Sleaford Mods

I was pretty late on to Sleaford Mods, but damn I’m glad I got there. Not a lot of groups at the moment that can court a substantial fan base and press while still managing to stand for change, or even say anything at all for that matter. Sleaford Mods are hopefully inspiring a few cats to join them here.

There’s a documentary that’s been made called Invisible Britain that should be on it’s way to us in the post any day now, so watch this space for more info and rants around it.

In the meantime, trailer below.

There’s also an interview with the chaps and those behind the film here:

And if you’re in Britain you can check out screening dates here:

As you may’ve worked out getting this far down Sleaford Mods are the duo of Jason Williamson and and Andrew Fearn. Musically they grabbed my ear as a comparison to The Streets, but a few songs in and you realise what a weak comparison that is. Sleaford Mods are better compared to the first wave of punk; The Sex Pistols, The Damned, Iggy Pop and the rest.

Lyrically, Williamson’s messages and power in his lyrics are comparable to De La Rocha, delivered via The Happy Mondays or something. It’s street-poetry calling for change delivered with genuine purpose. Didn’t realise how much I’d missed this from modern bands. They stand against commercialism, the poverty gap and the shit system that Britain and the world over find themselves in. Working class punk for lack of a better description.

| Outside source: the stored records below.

//! Fixed prompt catalog served by `prompts/get`.
//!
//! The catalog is supplied by the embedding application when the router is
//! built and never changes afterwards. Templates may reference arguments as
//! `{name}` placeholders, filled from the `arguments` object of the request.

use serde::Serialize;
use serde_json::{Map, Value};

/// A single prompt template.
#[derive(Debug, Clone, PartialEq, Eq)]
pub struct PromptTemplate {
    /// Prompt name clients ask for.
    pub name: String,
    /// Argument names substituted into the template.
    pub arguments: Vec<String>,
    /// Template text with `{argument}` placeholders.
    pub template: String,
}

impl PromptTemplate {
    /// Creates a template without arguments.
    #[must_use]
    pub fn new(name: impl Into<String>, template: impl Into<String>) -> Self {
        Self {
            name: name.into(),
            arguments: Vec::new(),
            template: template.into(),
        }
    }

    /// Declares an argument substituted into the template.
    #[must_use]
    pub fn with_argument(mut self, name: impl Into<String>) -> Self {
        self.arguments.push(name.into());
        self
    }

    /// Renders the template, substituting missing arguments with "".
    #[must_use]
    pub fn render(&self, arguments: &Map<String, Value>) -> String {
        self.arguments.iter().fold(self.template.clone(), |text, arg| {
            let value = arguments.get(arg).map_or_else(String::new, |v| match v {
                Value::String(s) => s.clone(),
                other => other.to_string(),
            });
            text.replace(&format!("{{{arg}}}"), &value)
        })
    }
}

/// One message of a rendered prompt.
#[derive(Debug, Clone, PartialEq, Eq, Serialize)]
pub struct PromptMessage {
    /// Always "user".
    pub role: &'static str,
    /// Rendered prompt text.
    pub content: String,
}

/// The `prompts/get` result.
#[derive(Debug, Clone, PartialEq, Eq, Serialize)]
pub struct PromptResult {
    /// `"Prompt: <name>"`.
    pub description: String,
    /// Rendered messages.
    pub messages: Vec<PromptMessage>,
}

/// Enumerated set of prompts, possibly empty.
#[derive(Debug, Clone, Default)]
pub struct PromptCatalog {
    prompts: Vec<PromptTemplate>,
}

impl PromptCatalog {
    /// Creates an empty catalog.
    #[must_use]
    pub fn new() -> Self {
        Self::default()
    }

    /// Adds a template to the catalog.
    #[must_use]
    pub fn with_prompt(mut self, prompt: PromptTemplate) -> Self {
        self.prompts.push(prompt);
        self
    }

    /// Looks up a template by name.
    #[must_use]
    pub fn get(&self, name: &str) -> Option<&PromptTemplate> {
        self.prompts.iter().find(|p| p.name == name)
    }

    /// Renders the named prompt, or `None` if it is not in the catalog.
    #[must_use]
    pub fn render(&self, name: &str, arguments: &Map<String, Value>) -> Option<PromptResult> {
        let prompt = self.get(name)?;
        Some(PromptResult {
            description: format!("Prompt: {name}"),
            messages: vec![PromptMessage {
                role: "user",
                content: prompt.render(arguments),
            }],
        })
    }

    /// Number of prompts in the catalog.
    #[must_use]
    pub fn len(&self) -> usize {
        self.prompts.len()
    }

    /// Returns `true` if the catalog holds no prompts.
    #[must_use]
    pub fn is_empty(&self) -> bool {
        self.prompts.is_empty()
    }
}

But whatever it is, it’s spot-on.

Having formed in 2007 and kept a solid release schedule of almost an album worth a year, there’s enough to dig through as well. We’ve only come in to it across the last few months with the last three releases on Harbinger RecordsAusterity Dogs in 2013, Divide and Exit in 2014 and Key Markets earlier this year.

It’s all cracking, and yet to get repetitive. It’s addictive if anything, you find new lines and authority in the tracks each time. Get on it, and make sure you see them live if you can.